ハナが、ふっと笑みを漏らすのが聞こえた。
「今日の昼食とはまた急ですねぇ」
だが、その声音が、決して馬鹿にしているようなものでないのは俺にも分かった。
「そんな、面倒なんてことはないよ。でも、ハンバーグなのには理由があるのかな?」
物を頼むのだから、理由はしっかり答えなくてはならない。
「いや、ただ。この間ミケと、ハンバーグ食べようって話になったからってだけ」
「なるほどねぇ」
ここまで聞いて、円はにんまりと。その顔に笑みを浮かべたのだった。
「分かったよ。そう言われちゃ仕方ないね! ミノくんとミケちゃんの仲直り記念に、ハンバーグパーティーと洒落込んじゃおう!」
「い、いやまだ。仲直りはできていないんだが……」
俺のツッコミを聞かずに、円はキッチンのほうへと身体を向けた。
「じゃあ、挽肉を買ってこなくちゃね。他にも揃えなきゃいけないものあったかなぁ」
「な、なんか面倒かけて申し訳ないな」
「良いってことよ。そしたら、ボクとハナちゃんは買い物に出かけてくるね」
円は、首だけでこちらを振り向いて、何気なくそう言った。
え、それはつまり……
この家を俺とミケだけにしてくれるということだ。
来客がいるときに家を完全に空けてしまうというのはセキュリティ的にどうなんだろうという気がしてしまうが、まあ三神家も真宮家に合鍵を渡してしまっているし、他人のことは言えないか。
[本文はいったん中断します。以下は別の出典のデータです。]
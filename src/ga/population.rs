//! Fixed-size collections of routes.

use super::route::Route;
use crate::cities::CityRegistry;
use crate::error::{Error, Result};
use rand::Rng;

/// A non-empty generation of routes with its fittest member cached.
///
/// # Tie-break
///
/// When several routes share the minimum length, the one at the lowest
/// index is the fittest.
#[derive(Debug, Clone)]
pub struct Population<'a> {
    routes: Vec<Route<'a>>,
    fittest: usize,
}

impl<'a> Population<'a> {
    /// Creates `size` independent random routes.
    pub fn random<R: Rng>(registry: &'a CityRegistry, size: usize, rng: &mut R) -> Result<Self> {
        let routes = (0..size).map(|_| Route::random(registry, rng)).collect();
        Self::from_routes(routes)
    }

    /// Wraps already-built routes (carried-over elites and bred children).
    pub fn from_routes(routes: Vec<Route<'a>>) -> Result<Self> {
        let fittest = fittest_index(&routes)
            .ok_or_else(|| Error::config("population must contain at least one route"))?;
        Ok(Self { routes, fittest })
    }

    /// The member with minimum length.
    pub fn fittest(&self) -> &Route<'a> {
        &self.routes[self.fittest]
    }

    pub fn fittest_index(&self) -> usize {
        self.fittest
    }

    pub fn routes(&self) -> &[Route<'a>] {
        &self.routes
    }

    pub fn len(&self) -> usize {
        self.routes.len()
    }

    /// Always `false`; populations are never empty.
    pub fn is_empty(&self) -> bool {
        self.routes.is_empty()
    }
}

/// Index of the shortest route, first one winning ties.
pub(crate) fn fittest_index(routes: &[Route<'_>]) -> Option<usize> {
    let mut iter = routes.iter().enumerate();
    let (mut best, first) = iter.next()?;
    let mut best_len = first.length();
    for (i, route) in iter {
        if route.length() < best_len {
            best = i;
            best_len = route.length();
        }
    }
    Some(best)
}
とにかく、仲直りするための環境を、整えてくれるということらしい。
「――助かるよ」
俺の口を突いて出た言葉をスルーして、円は言う。
「そうと決まったら、ミノくんは早くミケちゃんとお話ししてきなよ」
「そう、だな」
円の言葉に諭されて。俺は、もう一度階段の上を見上げた。
唾を飲み込んで。俺は階段を上っていく。
階段の上。左手には、確かにドアがあった。ここが、ミケのいる部屋だ。
ノックしようとして、再び俺の腕が固まる。最後にもう一度、覚悟が必要だった。
すう。はあ。
俺は、ミケを今までと同じように扱う。何を考えているか分からないと思っても、怖がってはいけない。恐れずに、腹を割って話すんだ。
何度目かの深呼吸で、ようやく意志を確かにする。
そうして、いよいよノックするぞ、と。握りこぶしを後ろに引いたとき――。
ガチャリ、と。
ドアが開いた。
内開きのドアの向こう側から。一晩ぶりに見た、瑠璃色の瞳と、視線がぶつかる。
ドクン、と、俺の心臓が跳ねる。
彼女は、細く開いたドアの隙間から身を滑らせるようにして、廊下へと出てきた。
「他人のいる部屋の前でウジウジしていないでよ。いつまで待たせる気?」
ミケは、つっけんどんにそう言った。
「わ、悪かったな……」
いきなりのクールな対応に心が折れそうになるが、ここで諦めてはいけない。
彼女の睨んでいるかのような上目遣いを真っ正面から受け止めて。
俺は、昨晩に決めたアレを、今こそ実行しようと腹を決めていた。